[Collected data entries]
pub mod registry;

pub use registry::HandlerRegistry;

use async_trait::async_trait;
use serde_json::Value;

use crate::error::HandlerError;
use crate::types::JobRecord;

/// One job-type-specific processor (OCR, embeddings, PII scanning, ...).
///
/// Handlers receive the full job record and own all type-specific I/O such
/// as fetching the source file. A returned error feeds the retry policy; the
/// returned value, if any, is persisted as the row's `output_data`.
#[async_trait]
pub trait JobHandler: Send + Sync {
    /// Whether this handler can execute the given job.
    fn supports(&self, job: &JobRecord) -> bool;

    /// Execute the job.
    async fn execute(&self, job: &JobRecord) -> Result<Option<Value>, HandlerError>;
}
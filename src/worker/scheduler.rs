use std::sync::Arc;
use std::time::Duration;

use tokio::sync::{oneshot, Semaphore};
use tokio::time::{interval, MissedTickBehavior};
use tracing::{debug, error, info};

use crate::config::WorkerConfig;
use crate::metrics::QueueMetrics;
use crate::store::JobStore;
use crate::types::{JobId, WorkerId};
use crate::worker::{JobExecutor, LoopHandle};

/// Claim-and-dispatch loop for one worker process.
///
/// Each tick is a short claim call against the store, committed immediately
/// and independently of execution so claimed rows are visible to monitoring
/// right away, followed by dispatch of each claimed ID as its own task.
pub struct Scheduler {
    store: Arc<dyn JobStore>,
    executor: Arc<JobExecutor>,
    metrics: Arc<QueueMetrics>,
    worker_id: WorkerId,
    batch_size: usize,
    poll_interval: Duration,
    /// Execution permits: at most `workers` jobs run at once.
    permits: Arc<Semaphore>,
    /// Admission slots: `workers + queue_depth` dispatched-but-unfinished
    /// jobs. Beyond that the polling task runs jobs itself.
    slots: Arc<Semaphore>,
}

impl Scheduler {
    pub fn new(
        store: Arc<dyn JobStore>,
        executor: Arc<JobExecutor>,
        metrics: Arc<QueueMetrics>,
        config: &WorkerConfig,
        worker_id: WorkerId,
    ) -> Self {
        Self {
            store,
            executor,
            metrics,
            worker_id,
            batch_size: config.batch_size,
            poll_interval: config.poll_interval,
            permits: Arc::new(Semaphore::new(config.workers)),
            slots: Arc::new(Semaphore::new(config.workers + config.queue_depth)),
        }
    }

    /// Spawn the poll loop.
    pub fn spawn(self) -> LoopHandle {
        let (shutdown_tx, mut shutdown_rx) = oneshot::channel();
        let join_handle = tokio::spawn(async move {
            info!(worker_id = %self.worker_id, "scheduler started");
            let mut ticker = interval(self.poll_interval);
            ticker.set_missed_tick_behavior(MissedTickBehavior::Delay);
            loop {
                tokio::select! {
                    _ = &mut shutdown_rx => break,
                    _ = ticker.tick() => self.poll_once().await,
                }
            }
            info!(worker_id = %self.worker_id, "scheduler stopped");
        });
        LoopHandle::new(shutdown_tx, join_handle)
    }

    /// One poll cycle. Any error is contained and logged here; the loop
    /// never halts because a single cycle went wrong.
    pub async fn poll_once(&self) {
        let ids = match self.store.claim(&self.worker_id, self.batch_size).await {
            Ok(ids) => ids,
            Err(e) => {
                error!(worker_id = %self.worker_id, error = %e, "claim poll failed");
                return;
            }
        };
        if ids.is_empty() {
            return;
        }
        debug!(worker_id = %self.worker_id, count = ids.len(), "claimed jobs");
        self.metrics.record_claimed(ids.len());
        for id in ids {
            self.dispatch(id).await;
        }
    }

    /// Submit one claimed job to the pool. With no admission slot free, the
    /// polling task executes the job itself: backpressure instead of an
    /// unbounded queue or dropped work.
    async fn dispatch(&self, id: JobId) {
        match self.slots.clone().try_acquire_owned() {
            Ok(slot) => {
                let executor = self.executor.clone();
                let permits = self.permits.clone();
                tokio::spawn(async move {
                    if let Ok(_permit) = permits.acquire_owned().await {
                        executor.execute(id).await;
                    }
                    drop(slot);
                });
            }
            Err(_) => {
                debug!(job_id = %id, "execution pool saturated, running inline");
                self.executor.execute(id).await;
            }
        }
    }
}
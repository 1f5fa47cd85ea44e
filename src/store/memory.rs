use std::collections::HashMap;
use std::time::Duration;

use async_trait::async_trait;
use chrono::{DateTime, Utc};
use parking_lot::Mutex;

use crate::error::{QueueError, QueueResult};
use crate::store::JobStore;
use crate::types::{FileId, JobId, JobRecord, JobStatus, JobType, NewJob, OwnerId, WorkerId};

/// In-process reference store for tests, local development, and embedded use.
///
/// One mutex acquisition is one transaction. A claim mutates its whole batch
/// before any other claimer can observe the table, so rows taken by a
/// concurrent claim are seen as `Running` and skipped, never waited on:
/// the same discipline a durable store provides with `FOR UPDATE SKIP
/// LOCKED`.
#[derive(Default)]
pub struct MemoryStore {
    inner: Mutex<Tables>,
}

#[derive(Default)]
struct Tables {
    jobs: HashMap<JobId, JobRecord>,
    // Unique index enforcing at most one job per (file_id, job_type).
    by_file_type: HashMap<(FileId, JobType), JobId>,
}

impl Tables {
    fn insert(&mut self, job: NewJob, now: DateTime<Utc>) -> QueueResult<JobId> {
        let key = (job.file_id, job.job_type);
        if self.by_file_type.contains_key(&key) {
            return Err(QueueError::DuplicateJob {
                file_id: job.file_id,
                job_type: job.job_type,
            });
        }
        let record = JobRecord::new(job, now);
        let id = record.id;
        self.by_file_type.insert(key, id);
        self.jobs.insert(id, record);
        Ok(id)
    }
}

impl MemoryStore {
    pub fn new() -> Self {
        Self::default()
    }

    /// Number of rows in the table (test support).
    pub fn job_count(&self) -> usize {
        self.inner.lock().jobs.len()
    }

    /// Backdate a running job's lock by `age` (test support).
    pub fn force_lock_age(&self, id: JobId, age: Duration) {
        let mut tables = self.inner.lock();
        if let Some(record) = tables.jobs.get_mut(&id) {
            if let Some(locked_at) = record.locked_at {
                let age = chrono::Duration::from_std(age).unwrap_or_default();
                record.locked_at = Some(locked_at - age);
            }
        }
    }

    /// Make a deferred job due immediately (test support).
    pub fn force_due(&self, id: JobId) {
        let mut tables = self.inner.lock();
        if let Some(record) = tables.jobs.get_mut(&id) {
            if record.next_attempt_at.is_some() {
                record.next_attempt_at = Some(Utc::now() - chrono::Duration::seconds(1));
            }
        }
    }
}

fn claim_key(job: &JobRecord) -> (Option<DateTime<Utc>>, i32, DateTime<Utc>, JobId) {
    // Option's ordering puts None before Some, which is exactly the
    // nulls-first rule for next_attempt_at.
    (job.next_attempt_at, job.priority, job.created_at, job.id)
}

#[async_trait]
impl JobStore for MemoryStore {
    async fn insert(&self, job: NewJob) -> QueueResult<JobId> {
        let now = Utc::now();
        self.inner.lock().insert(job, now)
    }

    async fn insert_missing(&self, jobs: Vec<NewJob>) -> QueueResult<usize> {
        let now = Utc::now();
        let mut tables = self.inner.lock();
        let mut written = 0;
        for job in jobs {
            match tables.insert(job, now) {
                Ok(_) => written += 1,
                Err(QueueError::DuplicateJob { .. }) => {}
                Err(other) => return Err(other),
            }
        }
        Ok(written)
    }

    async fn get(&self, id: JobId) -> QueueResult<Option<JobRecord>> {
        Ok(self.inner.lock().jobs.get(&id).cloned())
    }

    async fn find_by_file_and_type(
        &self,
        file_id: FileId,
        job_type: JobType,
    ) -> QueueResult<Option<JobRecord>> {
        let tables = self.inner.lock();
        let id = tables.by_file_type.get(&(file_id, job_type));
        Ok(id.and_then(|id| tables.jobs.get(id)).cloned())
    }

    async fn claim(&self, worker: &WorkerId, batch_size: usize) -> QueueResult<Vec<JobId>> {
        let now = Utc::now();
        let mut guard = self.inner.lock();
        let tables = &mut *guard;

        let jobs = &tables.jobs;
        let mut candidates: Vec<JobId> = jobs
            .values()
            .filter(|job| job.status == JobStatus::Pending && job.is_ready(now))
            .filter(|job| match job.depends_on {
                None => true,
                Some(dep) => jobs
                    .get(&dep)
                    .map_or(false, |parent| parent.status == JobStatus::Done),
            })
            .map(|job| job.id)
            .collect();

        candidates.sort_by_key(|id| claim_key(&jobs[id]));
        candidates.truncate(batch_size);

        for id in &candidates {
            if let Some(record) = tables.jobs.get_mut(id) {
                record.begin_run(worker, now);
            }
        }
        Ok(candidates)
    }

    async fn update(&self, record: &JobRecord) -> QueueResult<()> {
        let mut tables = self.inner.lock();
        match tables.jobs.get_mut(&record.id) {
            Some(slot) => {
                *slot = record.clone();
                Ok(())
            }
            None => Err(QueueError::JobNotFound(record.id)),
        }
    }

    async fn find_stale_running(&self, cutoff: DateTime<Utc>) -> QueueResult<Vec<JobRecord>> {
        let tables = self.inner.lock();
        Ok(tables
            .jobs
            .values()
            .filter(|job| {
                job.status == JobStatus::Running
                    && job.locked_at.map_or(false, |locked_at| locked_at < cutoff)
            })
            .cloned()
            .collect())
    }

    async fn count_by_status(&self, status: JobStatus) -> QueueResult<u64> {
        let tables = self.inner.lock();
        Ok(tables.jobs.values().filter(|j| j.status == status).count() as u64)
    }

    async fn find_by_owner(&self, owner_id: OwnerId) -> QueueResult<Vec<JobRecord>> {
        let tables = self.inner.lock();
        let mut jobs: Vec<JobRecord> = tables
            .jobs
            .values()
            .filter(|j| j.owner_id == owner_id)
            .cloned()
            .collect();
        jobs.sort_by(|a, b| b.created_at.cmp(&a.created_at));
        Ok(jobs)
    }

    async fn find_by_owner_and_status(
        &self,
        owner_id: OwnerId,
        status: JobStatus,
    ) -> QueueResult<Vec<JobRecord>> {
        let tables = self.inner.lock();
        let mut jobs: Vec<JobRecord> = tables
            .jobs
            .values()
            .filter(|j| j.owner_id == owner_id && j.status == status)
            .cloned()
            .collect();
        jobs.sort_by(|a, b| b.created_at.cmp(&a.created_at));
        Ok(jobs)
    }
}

**What to produce:**
Lines holding "NewJob" in the data above: copy each of them.

**Written answer:**
use crate::types::{FileId, JobId, JobRecord, JobStatus, JobType, NewJob, OwnerId, WorkerId};
    fn insert(&mut self, job: NewJob, now: DateTime<Utc>) -> QueueResult<JobId> {
    async fn insert(&self, job: NewJob) -> QueueResult<JobId> {
    async fn insert_missing(&self, jobs: Vec<NewJob>) -> QueueResult<usize> {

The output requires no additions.